AIM OF THE TASK:
From the data that follows, copy every line with the string "computed".
-- Opening Marker --
//! Merkle tree construction and proof verification for distributor campaigns.
//!
//! Leaves are `hash(wallet ‖ uint256(eventId) ‖ uint256(amount))` and interior
//! nodes hash the *sorted* pair of children, so a proof is an index-free list
//! of siblings that the on-chain verifier folds in the same way. An unpaired
//! node at the end of a level is hashed with itself.

use std::collections::HashMap;
use std::fmt;

use serde::{Deserialize, Serialize};
use sha2::Sha256;
use sha3::{Digest, Keccak256};

use crate::eligibility::{EligibilityRecord, EventId, Wallet};

pub type Hash = [u8; 32];

/// Digest used by a campaign's distributor contract.
#[derive(
    Debug, Clone, Copy, Default, PartialEq, Eq, Hash, Serialize, Deserialize, clap::ValueEnum,
)]
#[serde(rename_all = "lowercase")]
pub enum HashScheme {
    #[default]
    Keccak256,
    Sha256,
}

impl HashScheme {
    pub fn digest(self, parts: &[&[u8]]) -> Hash {
        match self {
            HashScheme::Keccak256 => {
                let mut hasher = Keccak256::new();
                for part in parts {
                    hasher.update(part);
                }
                hasher.finalize().into()
            }
            HashScheme::Sha256 => {
                let mut hasher = Sha256::new();
                for part in parts {
                    hasher.update(part);
                }
                hasher.finalize().into()
            }
        }
    }

    /// Commutative node hash: `hash(min(a, b) ‖ max(a, b))`.
    pub fn hash_pair(self, a: &Hash, b: &Hash) -> Hash {
        if a <= b {
            self.digest(&[a.as_slice(), b.as_slice()])
        } else {
            self.digest(&[b.as_slice(), a.as_slice()])
        }
    }

    /// Leaf for a (wallet, event, amount) triple, packed like Solidity's
    /// `abi.encodePacked(address, uint256, uint256)`.
    pub fn leaf(self, wallet: &Wallet, event_id: EventId, amount: u128) -> Hash {
        let mut event_word = [0u8; 32];
        event_word[24..].copy_from_slice(&event_id.to_be_bytes());
        let mut amount_word = [0u8; 32];
        amount_word[16..].copy_from_slice(&amount.to_be_bytes());
        self.digest(&[
            wallet.as_bytes().as_slice(),
            event_word.as_slice(),
            amount_word.as_slice(),
        ])
    }
}

impl fmt::Display for HashScheme {
    fn fmt(&self, f: &mut fmt::Formatter<'_>) -> fmt::Result {
        match self {
            HashScheme::Keccak256 => f.write_str("keccak256"),
            HashScheme::Sha256 => f.write_str("sha256"),
        }
    }
}

#[derive(Debug, thiserror::Error, PartialEq, Eq)]
pub enum MerkleError {
    #[error("cannot build a Merkle tree from an empty set")]
    Empty,
    #[error("duplicate leaf 0x{}", hex::encode(.0))]
    DuplicateLeaf(Hash),
    #[error("leaf index {index} is out of bounds for tree with {leaves} leaves")]
    IndexOutOfBounds { index: usize, leaves: usize },
}

/// Fully materialized tree: `levels[0]` holds the sorted leaves, the last
/// level holds the root.
#[derive(Debug, Clone, PartialEq, Eq)]
pub struct MerkleTree {
    scheme: HashScheme,
    levels: Vec<Vec<Hash>>,
}

impl MerkleTree {
    /// Builds the tree over the sorted leaf set.
    pub fn from_leaves(scheme: HashScheme, mut leaves: Vec<Hash>) -> Result<Self, MerkleError> {
        if leaves.is_empty() {
            return Err(MerkleError::Empty);
        }
        leaves.sort_unstable();
        if let Some(pair) = leaves.windows(2).find(|pair| pair[0] == pair[1]) {
            return Err(MerkleError::DuplicateLeaf(pair[0]));
        }

        let mut levels = vec![leaves];
        while let Some(level) = levels.last().filter(|level| level.len() > 1) {
            let next_level = level
                .chunks(2)
                .map(|chunk| {
                    let left = &chunk[0];
                    let right = chunk.get(1).unwrap_or(left);
                    scheme.hash_pair(left, right)
                })
                .collect();
            levels.push(next_level);
        }

        Ok(Self { scheme, levels })
    }

    pub fn scheme(&self) -> HashScheme {
        self.scheme
    }

    pub fn root(&self) -> Hash {
        // Never empty: construction rejects an empty leaf set.
        self.levels
            .last()
            .and_then(|level| level.first())
            .copied()
            .unwrap_or_default()
    }

    pub fn leaf_count(&self) -> usize {
        self.levels[0].len()
    }

    pub fn levels(&self) -> &[Vec<Hash>] {
        &self.levels
    }

    pub fn index_of(&self, leaf: &Hash) -> Option<usize> {
        self.levels[0].binary_search(leaf).ok()
    }

    /// Sibling path for the leaf at `leaf_index`, bottom-up.
    pub fn proof_at(&self, leaf_index: usize) -> Result<Vec<Hash>, MerkleError> {
        if leaf_index >= self.leaf_count() {
            return Err(MerkleError::IndexOutOfBounds {
                index: leaf_index,
                leaves: self.leaf_count(),
            });
        }

        let mut proof = Vec::with_capacity(self.levels.len().saturating_sub(1));
        let mut current_index = leaf_index;

        for level in &self.levels[..self.levels.len() - 1] {
            let sibling_index = current_index ^ 1;
            // Unpaired last node is hashed with itself.
            let sibling = level.get(sibling_index).unwrap_or(&level[current_index]);
            proof.push(*sibling);
            current_index /= 2;
        }

        Ok(proof)
    }

    pub fn proof(&self, leaf: &Hash) -> Option<Vec<Hash>> {
        self.index_of(leaf).and_then(|index| self.proof_at(index).ok())
    }
}

/// Folds `proof` into `leaf` and compares the result with `root`.
pub fn verify(scheme: HashScheme, leaf: &Hash, proof: &[Hash], root: &Hash) -> bool {
    let computed = proof
        .iter()
        .fold(*leaf, |computed, sibling| scheme.hash_pair(&computed, sibling));
    &computed == root
}

/// Output of [`build_tree`]: the root to publish and every leaf's proof.
#[derive(Debug, Clone)]
pub struct BuiltTree {
    pub tree: MerkleTree,
    pub root: Hash,
    pub proofs_by_leaf: HashMap<Hash, Vec<Hash>>,
}

/// Offline construction step run once a campaign's eligibility set is final.
pub fn build_tree(
    scheme: HashScheme,
    entries: &[EligibilityRecord],
) -> Result<BuiltTree, MerkleError> {
    let leaves: Vec<Hash> = entries
        .iter()
        .map(|e| scheme.leaf(&e.wallet, e.event_id, e.amount))
        .collect();
    let tree = MerkleTree::from_leaves(scheme, leaves)?;

    let mut proofs_by_leaf = HashMap::with_capacity(tree.leaf_count());
    for (index, leaf) in tree.levels()[0].iter().enumerate() {
        proofs_by_leaf.insert(*leaf, tree.proof_at(index)?);
    }

    Ok(BuiltTree {
        root: tree.root(),
        tree,
        proofs_by_leaf,
    })
}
-- Closing Marker --
SOLUTION BELOW:
    let computed = proof
        .fold(*leaf, |computed, sibling| scheme.hash_pair(&computed, sibling));
    &computed == root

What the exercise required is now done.